6. Mr Patel for the Appellant indicated that he concurred with Mr Duffy and the Rule 24 Reply. He submitted that the Tier 4 decision was void ab initio and irrelevant.

7. Given that both advocates were in agreement, I considered their pragmatic stances and could discern no reason not to follow the course that they jointly proposed and requested me to follow.




Error of Law

8. In light of the above agreement and concession by the Respondent, I find that the decision of Judge Ghani involves the making of an error of law such that it should be set aside.

9. I reach this conclusion given that the Respondent accepts that the decision of 30 June 2014 addresses a Tier 4 application as it was previously made however that application was varied on 6 June 2014 to that of a dependent upon a Tier 4 migrant, which the author of the refusal of 30 June 2014 appears to have been unaware of.

10. Furthermore, the Respondent accepts that the decision of 12 August 2014 was made on an erroneous basis, and I further find this to be so, as the Appellant deserves a lawful decision upon his varied application, and given the Rule 24 Reply, it is clear that one remains to be lawfully made.

11. Consequently, I set aside the decision and the findings made by Judge Ghani and I substitute that decision with my own allowing the appeal pursuant to section 86(3)(a) of the Nationality, Immigration and Asylum Act 2002.

12. As the appeal has succeeded and the Respondent has indicated she will issue a lawful decision shortly, I confirm for the sake of clarity that in the interim the Appellant's section 3C/3D leave shall continue for the time being as the appeal has succeeded.
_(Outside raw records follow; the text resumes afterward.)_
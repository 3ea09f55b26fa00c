//! Type checking of annotation arguments and type references

use std::path::PathBuf;
use std::sync::Arc;

use pretty_assertions::assert_eq;
use schema_core::{check_file, parse, Diagnostic, DiagnosticCode, MemoryFs, NodeKind, Resolver};

fn check(source: &str) -> Vec<Diagnostic> {
    let tree = Arc::new(parse(source));
    check_file(&tree, &Resolver::local())
}

fn codes_and_messages(source: &str) -> Vec<(DiagnosticCode, String)> {
    check(source)
        .into_iter()
        .map(|d| (d.code, d.message))
        .collect()
}

#[test]
fn test_valid_file_has_no_diagnostics() {
    let source = "package foo; import \"a/b.schema\"; type T { int32 x = 1; }";
    let tree = parse(source);
    assert_eq!(tree.incomplete_nodes().count(), 0);
    assert!(check(source).is_empty());
}

#[test]
fn test_arity_reports_both_counts() {
    let source = "type P { int32 x = 1; int32 y = 2; }\n[P(1)] type Marked {}";
    let diags = check(source);
    assert_eq!(diags.len(), 1);
    assert_eq!(diags[0].code, DiagnosticCode::ArityMismatch);
    assert_eq!(diags[0].message, "Invalid parameter count. Expected 2 found 1");
}

#[test]
fn test_enum_membership() {
    let base = "enum Color { RED = 0; GREEN = 1; }\ntype Paint { Color color = 1; }\n";
    let bad = codes_and_messages(&format!("{}[Paint(Color.BLUE)] type X {{}}", base));
    assert_eq!(
        bad,
        vec![(
            DiagnosticCode::TypeMismatch,
            "Invalid type Color.BLUE. Expected enum-type: 'Color'".to_string()
        )]
    );
    assert!(check(&format!("{}[Paint(Color.RED)] type X {{}}", base)).is_empty());
}

#[test]
fn test_list_literal_needs_brackets_and_checks_elements() {
    let base = "type Ids { list<int32> values = 1; }\n";
    assert_eq!(
        codes_and_messages(&format!("{}[Ids(1)] type X {{}}", base)),
        vec![(DiagnosticCode::TypeMismatch, "Lists should start with '['".to_string())]
    );
    assert!(check(&format!("{}[Ids([1, 2])] type X {{}}", base)).is_empty());
    assert_eq!(
        codes_and_messages(&format!("{}[Ids([1, true])] type X {{}}", base)),
        vec![(DiagnosticCode::TypeMismatch, "Expected an integer. Found 'true'".to_string())]
    );
}

#[test]
fn test_map_of_enums() {
    let source = "enum Slot { HEAD = 0; FEET = 1; }\n\
                  type Gear { map<Slot, string> worn = 1; }\n\
                  [Gear({Slot.HEAD: \"hat\", HANDS: \"glove\"})] type X {}";
    assert_eq!(
        codes_and_messages(source),
        vec![(
            DiagnosticCode::TypeMismatch,
            "Invalid type HANDS. Expected enum-type: 'Slot'".to_string()
        )]
    );
}

#[test]
fn test_named_arguments_follow_field_order() {
    let base = "type Range { int32 min = 1; int32 max = 2; }\n";
    assert!(check(&format!("{}[Range(min = 0, max = 10)] type X {{}}", base)).is_empty());

    let diags = check(&format!("{}[Range(max = 10, min = 0)] type X {{}}", base));
    let renames: Vec<(&str, &str)> = diags
        .iter()
        .filter(|d| d.code == DiagnosticCode::NameMismatch)
        .filter_map(|d| d.suggested_fix.as_ref())
        .map(|fix| (fix.description.as_str(), fix.replacement.as_str()))
        .collect();
    assert_eq!(
        renames,
        vec![("rename to 'min'", "min"), ("rename to 'max'", "max")]
    );
}

#[test]
fn test_constructor_arguments_are_checked_recursively() {
    let source = "type Vec { double x = 1; double y = 2; }\n\
                  type Segment { Vec from = 1; Vec to = 2; }\n\
                  [Segment(Vec(0.0, 1.0), Vec(2.0))] type X {}\n\
                  [Segment(Vec(0.0, 1.0), Vec(2.0, \"y\"))] type Y {}";
    assert_eq!(
        codes_and_messages(source),
        vec![
            (
                DiagnosticCode::ArityMismatch,
                "Invalid parameter count. Expected 2 found 1".to_string()
            ),
            (DiagnosticCode::TypeMismatch, "Expected a decimal. Found '\"y\"'".to_string()),
        ]
    );
}

#[test]
fn test_component_can_be_instantiated() {
    let source = "component Health { id = 10; int32 current = 1; }\n\
                  type Defaults { Health health = 1; }\n\
                  [Defaults(Health(100))] type X {}";
    assert!(check(source).is_empty(), "{:?}", check(source));
}

#[test]
fn test_enum_is_not_an_annotation_target() {
    let source = "enum Color { RED = 0; }\n[Color(1)] type X {}";
    let diags = check(source);
    assert_eq!(diags.len(), 1);
    assert_eq!(diags[0].code, DiagnosticCode::TypeMismatch);
    assert_eq!(
        diags[0].message,
        "'Color' does not name a type or component (found ENUM)"
    );
}

#[test]
fn test_unresolved_annotation_type() {
    let diags = check("[Missing] type X {}");
    assert_eq!(diags.len(), 1);
    assert_eq!(diags[0].code, DiagnosticCode::UnresolvedReference);
    assert_eq!(diags[0].message, "Unable to find type Missing");
}

#[test]
fn test_broken_annotation_is_only_resolved() {
    // One syntax error; the damaged argument list is not arity checked
    let source = "type P { int32 x = 1; int32 y = 2; }\n[P(1 2)] type X {}";
    let diags = check(source);
    assert_eq!(diags.len(), 1);
    assert_eq!(diags[0].code, DiagnosticCode::SyntaxError);

    let diags = check("[Nope(1 2)] type X {}");
    let codes: Vec<DiagnosticCode> = diags.iter().map(|d| d.code).collect();
    assert_eq!(
        codes,
        vec![DiagnosticCode::SyntaxError, DiagnosticCode::UnresolvedReference]
    );
}

#[test]
fn test_failed_argument_skips_arity_check() {
    let base = "type P { int32 x = 1; int32 y = 2; }\n";
    let diags = codes_and_messages(&format!("{}[P(,1)] type A {{}}", base));
    assert_eq!(
        diags,
        vec![(DiagnosticCode::SyntaxError, "Unknown value ','.".to_string())]
    );

    let diags = check(&format!("{}[P(x = 1, y = [?])] type A {{}}", base));
    assert_eq!(diags.len(), 1);
    assert_eq!(diags[0].code, DiagnosticCode::SyntaxError);
}

#[test]
fn test_arity_mismatch_leaves_bare_enum_arguments_alone() {
    let source = "enum Color { RED = 0; GREEN = 1; }\n\
                  type Paint { Color c = 1; }\n\
                  [Paint(GREEN, 1)] type X {}";
    assert_eq!(
        codes_and_messages(source),
        vec![(
            DiagnosticCode::ArityMismatch,
            "Invalid parameter count. Expected 1 found 2".to_string()
        )]
    );
}

#[test]
fn test_sparse_field_numbers_skip_gaps() {
    // Fields 1 and 5: the gap is tolerated and two arguments are expected
    let base = "type Sparse { int32 low = 1; string high = 5; }\n";
    assert!(check(&format!("{}[Sparse(1, \"x\")] type X {{}}", base)).is_empty());

    let diags = check(&format!("{}[Sparse(1)] type X {{}}", base));
    assert_eq!(diags.len(), 1);
    assert_eq!(diags[0].message, "Invalid parameter count. Expected 2 found 1");
}

#[test]
fn test_duplicate_number_warns_and_later_field_wins() {
    let source = "type Dup { int32 first = 1; string second = 1; }\n[Dup(\"x\")] type X {}";
    let diags = check(source);
    assert_eq!(diags.len(), 1);
    assert!(diags[0].is_warning());
    assert_eq!(diags[0].code, DiagnosticCode::DuplicateFieldNumber);
    assert_eq!(diags[0].message, "Field number 1 is already used by 'first'");
    assert_eq!(diags[0].related[0].message, "first declared here");

    let tree = parse(source);
    let dup = tree.child(tree.root(), 0).unwrap();
    let ordered: Vec<Option<&str>> = tree
        .ordered_fields(dup)
        .into_iter()
        .map(|f| tree.field_name(f))
        .collect();
    assert_eq!(ordered, vec![Some("second")]);
}

#[test]
fn test_unnumbered_fields_are_not_ordered() {
    let tree = parse("component C { id = 1; int32 a = 2; bytes blob; int32 b = 1; }");
    let component = tree.child(tree.root(), 0).unwrap();
    assert_eq!(tree.kind(component), NodeKind::Component);
    let ordered: Vec<Option<&str>> = tree
        .ordered_fields(component)
        .into_iter()
        .map(|f| tree.field_name(f))
        .collect();
    assert_eq!(ordered, vec![Some("b"), Some("a")]);
}

#[test]
fn test_imported_enum_argument() {
    let fs = MemoryFs::new().with_file(
        "/schema/lib/colors.schema",
        "package lib; enum Color { RED = 0; GREEN = 1; } type Tint { Color color = 1; }",
    );
    let roots = vec![PathBuf::from("/schema")];
    let resolver = Resolver::new(&fs, &roots);

    let good = Arc::new(parse(
        "import \"lib/colors.schema\";\n[lib.Tint(lib.Color.GREEN)] type X {}",
    ));
    assert!(check_file(&good, &resolver).is_empty());

    // A bare value name is looked up inside the imported enum
    let bare = Arc::new(parse("import \"lib/colors.schema\";\n[lib.Tint(RED)] type X {}"));
    assert!(check_file(&bare, &resolver).is_empty());

    let bad = Arc::new(parse("import \"lib/colors.schema\";\n[lib.Tint(PURPLE)] type X {}"));
    let diags = check_file(&bad, &resolver);
    assert_eq!(diags.len(), 1);
    assert_eq!(diags[0].message, "Invalid type PURPLE. Expected enum-type: 'Color'");
}

#[test]
fn test_diagnostics_point_at_offending_text() {
    let source = "type A {\n  Positon p = 1;\n}\ntype Position {}";
    let tree = Arc::new(parse(source));
    let diags = check_file(&tree, &Resolver::local());
    assert_eq!(diags.len(), 1);
    let diag = &diags[0];
    assert_eq!(&source[diag.range.start..diag.range.end], "Positon");
    let span = diag.span.as_ref().unwrap();
    assert_eq!((span.start_line, span.start_col), (2, 3));
    assert_eq!(diag.suggested_fix.as_ref().unwrap().replacement, "Position");
}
In short, the Appellant's position naturally reverts to that of a person whom has made an "in-time" valid application for further leave, whose previous leave has expired and whose leave has been statutorily extended via section 3C whilst he awaits a lawful decision on his application.

Decision
13. The appeal to the Upper Tribunal is allowed.

14. The decision of the First-tier Tribunal is set aside.

15. The Appellant's appeal is remade and allowed given that the decision is not in accordance with the law.

Anonymity
16. The First-tier Tribunal did not make an anonymity order. I was not invited to make any such order and in any event, I see no reason to make such an order.

Fee Award
17. I make a fee award in the Appellant's favour given my decision allowing the appeal.